Aim of the task – For the entries below, say how many lines hold the word "InvalidRequest", with the number as the only reply.

Provided records –
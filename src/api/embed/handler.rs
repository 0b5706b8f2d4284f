// Copyright (c) 2025 Fabstir
// SPDX-License-Identifier: BUSL-1.1

//! POST /embed/image and POST /embed/caption HTTP handlers
//!
//! Both handlers hand the blocking pipeline to `spawn_blocking` and map
//! `EmbeddingError` into `ApiError` at this boundary.

use crate::api::embed::{CaptionRequest, EmbedResponse};
use crate::api::{ApiError, AppState};
use crate::pipeline::{embed_image, embed_text};
use axum::{
    extract::{rejection::JsonRejection, State},
    http::StatusCode,
    Json,
};
use axum_extra::extract::multipart::{Multipart, MultipartError, MultipartRejection};
use tracing::{debug, info};

/// Multipart field carrying the image bytes
pub const IMAGE_FIELD: &str = "file";

/// POST /embed/image handler
///
/// Embeds one uploaded image with the CLIP vision encoder.
///
/// # Request
/// `multipart/form-data` with a `file` field holding the raw image bytes
/// (PNG, JPEG, WebP, GIF, BMP or TIFF). Other fields are ignored.
///
/// # Response Body
/// ```json
/// {
///   "size": 512,
///   "embedding": [0.0123, -0.0441, ...]
/// }
/// ```
///
/// # Errors
/// - 400: missing `file` field, malformed multipart body, or bytes that
///   are not a decodable image
/// - 413: body larger than the configured upload limit
/// - 500: inference failure or degenerate embedding
pub async fn image_handler(
    State(state): State<AppState>,
    multipart: Result<Multipart, MultipartRejection>,
) -> Result<Json<EmbedResponse>, ApiError> {
    let mut multipart = multipart.map_err(|e| ApiError::InvalidRequest(e.to_string()))?;

    let mut file = None;
    while let Some(field) = multipart.next_field().await.map_err(multipart_error)? {
        if field.name() == Some(IMAGE_FIELD) {
            file = Some(field.bytes().await.map_err(multipart_error)?);
            break;
        }
    }

    let bytes = file.ok_or_else(|| ApiError::ValidationError {
        field: IMAGE_FIELD.to_string(),
        message: format!("multipart field '{}' is required", IMAGE_FIELD),
    })?;
    debug!(bytes = bytes.len(), "Received image upload");

    let host = state.model_host.clone();
    let result = tokio::task::spawn_blocking(move || embed_image(&host, &bytes))
        .await
        .map_err(|e| ApiError::InternalError(format!("Embedding task failed: {}", e)))??;

    info!(size = result.size, "Embedded image");
    Ok(Json(result.into()))
}

/// POST /embed/caption handler
///
/// Embeds one caption with the CLIP text encoder.
///
/// # Request Body
/// ```json
/// {
///   "caption": "a dog on the beach"
/// }
/// ```
///
/// # Response Body
/// ```json
/// {
///   "size": 512,
///   "embedding": [0.0321, 0.0107, ...]
/// }
/// ```
///
/// # Errors
/// - 400: malformed JSON, or a caption longer than the context length
/// - 500: inference failure or degenerate embedding
pub async fn caption_handler(
    State(state): State<AppState>,
    payload: Result<Json<CaptionRequest>, JsonRejection>,
) -> Result<Json<EmbedResponse>, ApiError> {
    let Json(request) = payload.map_err(|e| ApiError::InvalidRequest(e.body_text()))?;
    debug!(chars = request.caption.chars().count(), "Received caption");

    let host = state.model_host.clone();
    let result = tokio::task::spawn_blocking(move || embed_text(&host, &request.caption))
        .await
        .map_err(|e| ApiError::InternalError(format!("Embedding task failed: {}", e)))??;

    info!(size = result.size, "Embedded caption");
    Ok(Json(result.into()))
}

fn multipart_error(err: MultipartError) -> ApiError {
    if err.status() == StatusCode::PAYLOAD_TOO_LARGE {
        ApiError::PayloadTooLarge(err.body_text())
    } else {
        ApiError::InvalidRequest(err.body_text())
    }
}
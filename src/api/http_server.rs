// Copyright (c) 2025 Fabstir
// SPDX-License-Identifier: BUSL-1.1
use axum::{
    extract::DefaultBodyLimit,
    routing::{get, post},
    Router,
};
use std::{net::SocketAddr, sync::Arc};
use tokio::signal;
use tower_http::{cors::CorsLayer, trace::TraceLayer};
use tracing::info;

use super::{caption_handler, health_handler, image_handler, root_handler, ApiError};
use crate::embeddings::ModelHost;

/// Room for multipart boundaries and part headers on top of the image limit
pub const MULTIPART_OVERHEAD_BYTES: usize = 64 * 1024;

/// State shared by every handler
#[derive(Clone)]
pub struct AppState {
    pub model_host: Arc<ModelHost>,
}

impl AppState {
    pub fn new(model_host: Arc<ModelHost>) -> Self {
        Self { model_host }
    }
}

/// Builds the router with all endpoints and middleware
pub fn create_app(state: AppState) -> Router {
    let body_limit = state
        .model_host
        .max_image_bytes()
        .saturating_add(MULTIPART_OVERHEAD_BYTES);

    Router::new()
        // Liveness
        .route("/", get(root_handler))
        .route("/health", get(health_handler))
        // Embedding endpoints
        .route("/embed/image", post(image_handler))
        .route("/embed/caption", post(caption_handler))
        .fallback(not_found_handler)
        .layer(DefaultBodyLimit::max(body_limit))
        .layer(CorsLayer::permissive())
        .layer(TraceLayer::new_for_http())
        .with_state(state)
}

/// Serves the router until Ctrl+C
pub async fn start_server(addr: SocketAddr, state: AppState) -> anyhow::Result<()> {
    let app = create_app(state);
    let listener = tokio::net::TcpListener::bind(addr).await?;

    info!("API server listening on {}", listener.local_addr()?);

    axum::serve(listener, app)
        .with_graceful_shutdown(shutdown_signal())
        .await?;

    info!("API server stopped");
    Ok(())
}

async fn not_found_handler() -> ApiError {
    ApiError::NotFound("No such endpoint".to_string())
}

async fn shutdown_signal() {
    if let Err(e) = signal::ctrl_c().await {
        tracing::warn!("Failed to listen for shutdown signal: {}", e);
        std::future::pending::<()>().await;
    }
    info!("Shutdown signal received");
}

Written answer – 3